We did not observe a clear relationship between IFA results and the presence of autoantibodies against a specific subunit, probably because of the limited size of our cohort. However, Poyatos et al. [
2] showed a significant association between IFA titer and the frequency of autoantibodies against a specific subunit or a combination of them.
Another study, in which samples of 17 patients were analyzed by 40 laboratories according to their working algorithm, showed that patients with autoantibodies anti-PDC-E2 were detected by IFA in all participant laboratories. However, when autoantibodies anti-BCOADC-E2 were present alone, IFA performance between centers was variable [
6]. In our cohort, patients with autoantibodies anti-BCOADC-E2 alone showed negative (7/24), doubtful positive (3/24) and consistent positive AMA-M2 pattern (3/24) results by IFA. However, some patients with autoantibodies anti-PDC-E2 also showed negative IFA results.
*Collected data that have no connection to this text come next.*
//! Exchange rate provider client.

use chrono::NaiveDate;
use reqwest::{Client, StatusCode};
use serde::de::DeserializeOwned;
use tracing::{debug, error};

use fxgate_core::currency::{UpstreamRateResponse, UpstreamSymbolsResponse};
use fxgate_shared::ExchangeRateConfig;

use crate::error::UpstreamError;

/// Client for the upstream exchange rate provider.
///
/// Cheap to clone; clones share the underlying connection pool.
#[derive(Debug, Clone)]
pub struct ExchangeRateClient {
    client: Client,
    host: String,
}

impl ExchangeRateClient {
    /// Creates a client for the configured provider.
    #[must_use]
    pub fn new(config: &ExchangeRateConfig) -> Self {
        Self::with_host(&config.host)
    }

    /// Creates a client for the given base URL.
    #[must_use]
    pub fn with_host(host: &str) -> Self {
        Self {
            client: Client::new(),
            host: host.trim_end_matches('/').to_string(),
        }
    }

    /// Base URL requests are issued against.
    #[must_use]
    pub fn host(&self) -> &str {
        &self.host
    }

    /// Fetches the historical rate of `symbol` against `base` on `date`.
    ///
    /// `places` is forwarded so the provider rounds to the same precision.
    pub async fn fetch_rate(
        &self,
        date: NaiveDate,
        base: &str,
        symbol: &str,
        places: u32,
    ) -> Result<UpstreamRateResponse, UpstreamError> {
        let url = format!("{}/{}", self.host, date.format("%Y-%m-%d"));
        let params = [
            ("places", places.to_string()),
            ("base", base.to_string()),
            ("symbols", symbol.to_string()),
        ];

        self.get_json(&url, &params).await
    }

    /// Fetches the list of currencies the provider supports.
    pub async fn fetch_symbols(&self) -> Result<UpstreamSymbolsResponse, UpstreamError> {
        let url = format!("{}/symbols", self.host);
        self.get_json(&url, &[]).await
    }

    async fn get_json<T: DeserializeOwned>(
        &self,
        url: &str,
        params: &[(&str, String)],
    ) -> Result<T, UpstreamError> {
        debug!(url = %url, params = ?params, "Calling exchange rate server");

        let response = self.client.get(url).query(params).send().await?;
        let status = response.status();
        let body = response.text().await?;

        if status != StatusCode::OK {
            error!(url = %url, status = status.as_u16(), body = %body, "Exchange rate server error");
            return Err(UpstreamError::Status {
                status: status.as_u16(),
                body,
            });
        }

        Ok(serde_json::from_str(&body)?)
    }
}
These differences, in contrast with the previously reported, could be due to the small cohort and the bias of the inclusion criteria. Nevertheless, the confirmation of results in our study by DB-E2sep highlights the importance of using at least one method that includes the three E2 subunits apart from IFA and matches the published results.
In the present study, the antigen-specific assays that we performed and included the three E2 subunits were ELISA (Werfen) and DB (Euroimmun and D-Tek). To our concern, several companies provide similar products including the three E2 subunits: Euroimmun, Werfen, D-Tek, Alpha Dia, Orgentec and Human Imtech.
The main limitation of this study was, as mentioned, the small number of enrolled patients. Large population studies including patients with similar characteristics to those of group A and performing assays with the three E2 subunits together and separated are required to confirm these results. In addition, it would make it possible to analyze the prevalence of autoantibodies or their combination between diagnostic groups. However, this study allowed us to confirm that these patients with discordant results between techniques indeed had autoantibodies.